Exploring how many neurons are in the NPU and how many of them are active neurons

The learning component of the NIML system, the NPU, is made up of digital neurons. These neurons compete with each other when encoded input observations are sent to the NPU. Only the active neurons (the highest-matching ones) go through the learning process and strengthen their connections to the current input observation. There are only a fixed number of active neurons... as specified by you the user!

One may wonder... how many neurons should be in the NPU? If a digital neuron is the fundamental learning component of the system, isn't more neurons always better? Given a number of neurons, how many active neurons should there be? Again, isn't more better?

The challenge for this week is to select a dataset and then:

Find a good setting for the number of neurons needed in the NPU
Find the right number of active neurons needed to achieve high accuracy

Because each neuron represents a compute unit, there are power, efficiency, and performance reasons for wanting to find the lowest number of neurons and active neurons needed to create a model while still maintaining sufficient accuracy.

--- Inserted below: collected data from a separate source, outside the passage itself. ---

use tracing_error::ErrorLayer;
use tracing_subscriber::{
    EnvFilter, fmt,
    layer::{Layer, SubscriberExt},
    util::SubscriberInitExt,
};

use crate::config::{LogFormat, LoggingSettings};

use super::error::InfraError;

/// Install a global tracing subscriber using the provided logging settings.
///
/// Logs go to stderr so that `quire render` can print HTML on stdout.
pub fn init(logging: &LoggingSettings) -> Result<(), InfraError> {
    let env_filter = EnvFilter::builder()
        .with_default_directive(logging.level.into())
        .from_env_lossy();

    let fmt_layer = match logging.format {
        LogFormat::Json => fmt::layer()
            .json()
            .with_writer(std::io::stderr)
            .with_current_span(true)
            .with_span_list(true)
            .with_target(true)
            .boxed(),
        LogFormat::Compact => fmt::layer()
            .compact()
            .with_writer(std::io::stderr)
            .with_target(true)
            .boxed(),
    };

    tracing_subscriber::registry()
        .with(env_filter)
        .with(ErrorLayer::default())
        .with(fmt_layer)
        .try_init()
        .map_err(|err| {
            InfraError::telemetry(format!("failed to install tracing subscriber: {err}"))
        })
}
//! Domain layer types and invariants.

pub mod document;
pub mod error;
pub mod slug;
pub mod widgets;
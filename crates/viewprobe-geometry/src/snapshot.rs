//! Layout Snapshot
//!
//! The read-only geometry bundle a host produces for a view on every layout
//! pass. Observers receive one snapshot per pass and must not retain mutable
//! access to it; the host constructs a fresh value each time.

use crate::{EdgeInsets, Point, Rect, Size};

/// Geometry of a single view as measured during one layout pass.
///
/// The snapshot always carries the measured size and safe-area insets.
/// It also exposes the view's position within the root, which hosts fill in
/// when they track placement; consumers that only care about size and insets
/// can ignore it.
#[derive(Clone, Copy, Debug, PartialEq)]
pub struct LayoutSnapshot {
    size: Size,
    safe_area_insets: EdgeInsets,
    position_in_root: Point,
}

impl LayoutSnapshot {
    /// Creates a snapshot positioned at the root origin.
    pub fn new(size: Size, safe_area_insets: EdgeInsets) -> Self {
        Self {
            size,
            safe_area_insets,
            position_in_root: Point::ZERO,
        }
    }

    /// Creates a snapshot for a view placed at `position_in_root`.
    pub fn with_position(size: Size, safe_area_insets: EdgeInsets, position_in_root: Point) -> Self {
        Self {
            size,
            safe_area_insets,
            position_in_root,
        }
    }

    /// Measured size of the view for this pass.
    pub fn size(&self) -> Size {
        self.size
    }

    /// Safe-area insets applying to the view for this pass.
    pub fn safe_area_insets(&self) -> EdgeInsets {
        self.safe_area_insets
    }

    /// Position of the view's origin relative to the root.
    pub fn position_in_root(&self) -> Point {
        self.position_in_root
    }

    /// Bounds of the view in root coordinates.
    pub fn bounds_in_root(&self) -> Rect {
        Rect::from_origin_size(self.position_in_root, self.size)
    }
}
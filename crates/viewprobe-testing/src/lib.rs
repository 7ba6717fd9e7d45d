//! Testing utilities and harness for Viewprobe
//!
//! [`LayoutRobot`] plays the part of a host framework's measurement source:
//! it owns a reconciled modifier chain and delivers layout snapshots to it,
//! one per simulated pass. [`GeometryRecorder`] captures what the callbacks
//! observe so tests can assert on the exact event sequence.

pub mod recorder;
pub mod robot;

pub use recorder::{GeometryEvent, GeometryRecorder};
pub use robot::LayoutRobot;

pub mod prelude {
    pub use crate::recorder::{GeometryEvent, GeometryRecorder};
    pub use crate::robot::LayoutRobot;
}
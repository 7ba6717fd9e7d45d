//! Pure math/data for view geometry in Viewprobe
//!
//! This crate contains the geometry primitives shared by every other
//! Viewprobe crate: points, sizes, rectangles, edge insets, and the
//! read-only [`LayoutSnapshot`] bundle a host produces once per layout pass.

mod geometry;
mod snapshot;

pub use geometry::*;
pub use snapshot::*;

pub mod prelude {
    pub use crate::geometry::{EdgeInsets, Point, Rect, Size};
    pub use crate::snapshot::LayoutSnapshot;
}
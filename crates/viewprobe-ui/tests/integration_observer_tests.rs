//! End-to-end observer tests driven through the layout robot.

use viewprobe_testing::{GeometryEvent, GeometryRecorder, LayoutRobot};
use viewprobe_ui::{EdgeInsets, GeometryCallbacks, Modifier, Size};

#[test]
fn appear_only_observer_sees_exactly_one_event() {
    let recorder = GeometryRecorder::new();
    let modifier = Modifier::empty().on_appear(recorder.record_appear());

    let mut robot = LayoutRobot::new(&modifier, 100.0, 200.0);
    robot.layout_pass();
    robot.layout_pass();
    robot.layout_pass();

    recorder.assert_events(&[GeometryEvent::Appeared {
        size: Size::new(100.0, 200.0),
        insets: EdgeInsets::ZERO,
    }]);
    assert_eq!(robot.pass_count(), 3);
}

#[test]
fn size_round_trip_reports_both_transitions() {
    let recorder = GeometryRecorder::new();
    let modifier = Modifier::empty()
        .on_appear(recorder.record_appear())
        .then(Modifier::empty().on_size_changed_values(recorder.record_size_change_values()));

    let mut robot = LayoutRobot::new(&modifier, 100.0, 200.0);
    robot.layout_pass();
    robot.set_viewport(100.0, 300.0);
    robot.set_viewport(100.0, 200.0);

    recorder.assert_events(&[
        GeometryEvent::Appeared {
            size: Size::new(100.0, 200.0),
            insets: EdgeInsets::ZERO,
        },
        GeometryEvent::SizeChanged {
            old: Size::new(100.0, 200.0),
            new: Size::new(100.0, 300.0),
        },
        GeometryEvent::SizeChanged {
            old: Size::new(100.0, 300.0),
            new: Size::new(100.0, 200.0),
        },
    ]);
}

#[test]
fn zero_arg_insets_only_observer_fires_once_per_change() {
    let recorder = GeometryRecorder::new();
    let modifier = Modifier::empty().on_insets_changed(recorder.record_insets_change());

    let mut robot = LayoutRobot::new(&modifier, 390.0, 844.0);
    robot.layout_pass();
    robot.set_safe_area(EdgeInsets::from_components(0.0, 0.0, 34.0, 0.0));
    robot.layout_pass();

    // One notification with no observable arguments; nothing registered on
    // the appear or size channels, so nothing else is recorded.
    recorder.assert_events(&[GeometryEvent::InsetsChangeNotified]);
}

#[test]
fn unset_channels_do_not_block_set_ones() {
    let recorder = GeometryRecorder::new();
    let modifier = Modifier::empty().observe_geometry(
        GeometryCallbacks::new().on_insets_change_values(recorder.record_insets_change_values()),
    );

    let mut robot = LayoutRobot::new(&modifier, 800.0, 600.0);
    robot.layout_pass();
    robot.set_viewport(1024.0, 768.0);

    let notch = EdgeInsets::from_components(47.0, 0.0, 0.0, 0.0);
    robot.set_safe_area(notch);

    recorder.assert_events(&[GeometryEvent::InsetsChanged {
        old: EdgeInsets::ZERO,
        new: notch,
    }]);
}

#[test]
fn full_callback_set_records_ordered_history() {
    let recorder = GeometryRecorder::new();
    let modifier = Modifier::empty().observe_geometry(recorder.all_callbacks());

    let mut robot = LayoutRobot::new(&modifier, 390.0, 844.0);
    robot.layout_pass();

    let notch = EdgeInsets::from_components(47.0, 0.0, 34.0, 0.0);
    robot.set_safe_area(notch);
    robot.set_viewport(844.0, 390.0);
    robot.layout_pass();

    recorder.assert_events(&[
        GeometryEvent::Appeared {
            size: Size::new(390.0, 844.0),
            insets: EdgeInsets::ZERO,
        },
        GeometryEvent::InsetsChanged {
            old: EdgeInsets::ZERO,
            new: notch,
        },
        GeometryEvent::SizeChanged {
            old: Size::new(390.0, 844.0),
            new: Size::new(844.0, 390.0),
        },
    ]);
}

#[test]
fn sibling_views_are_isolated() {
    let left_recorder = GeometryRecorder::new();
    let right_recorder = GeometryRecorder::new();
    let left = Modifier::empty().observe_geometry(left_recorder.all_callbacks());
    let right = Modifier::empty().observe_geometry(right_recorder.all_callbacks());

    let mut left_robot = LayoutRobot::new(&left, 100.0, 100.0);
    let mut right_robot = LayoutRobot::new(&right, 100.0, 100.0);
    left_robot.layout_pass();
    right_robot.layout_pass();

    left_robot.set_viewport(300.0, 100.0);

    assert_eq!(left_recorder.len(), 2);
    assert_eq!(
        right_recorder.events(),
        vec![GeometryEvent::Appeared {
            size: Size::new(100.0, 100.0),
            insets: EdgeInsets::ZERO,
        }]
    );
}

#[test]
fn reattaching_the_observer_replays_appear() {
    let recorder = GeometryRecorder::new();
    let modifier = Modifier::empty().on_appear(recorder.record_appear());

    let mut robot = LayoutRobot::new(&modifier, 100.0, 100.0);
    robot.layout_pass();

    robot.update_modifier(&Modifier::empty());
    robot.layout_pass();

    robot.update_modifier(&modifier);
    robot.layout_pass();

    recorder.assert_events(&[
        GeometryEvent::Appeared {
            size: Size::new(100.0, 100.0),
            insets: EdgeInsets::ZERO,
        },
        GeometryEvent::Appeared {
            size: Size::new(100.0, 100.0),
            insets: EdgeInsets::ZERO,
        },
    ]);
}

#[test]
fn robot_reports_geometry_request_from_attached_observer() {
    let modifier = Modifier::empty().on_size_changed(|| {});
    let robot = LayoutRobot::new(&modifier, 10.0, 10.0);
    assert!(robot.handle().geometry_updates_requested());
}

Using the scikit-learn wine dataset, this example will lay down a framework and show some initial results from an exploration of these questions.

We challenge you to take the concepts here and apply them to your own dataset, and then explore beyond that!

Step 1 - Data

First, we need to load in the dataset and convert it into a form appropriate for NIML.

import pandas as pd
from sklearn import datasets

data_file=datasets.load_wine()

X=pd.DataFrame(data_file.data)
Y=pd.DataFrame(data_file.target)
data = pd.concat([Y,X], axis=1, ignore_index=True)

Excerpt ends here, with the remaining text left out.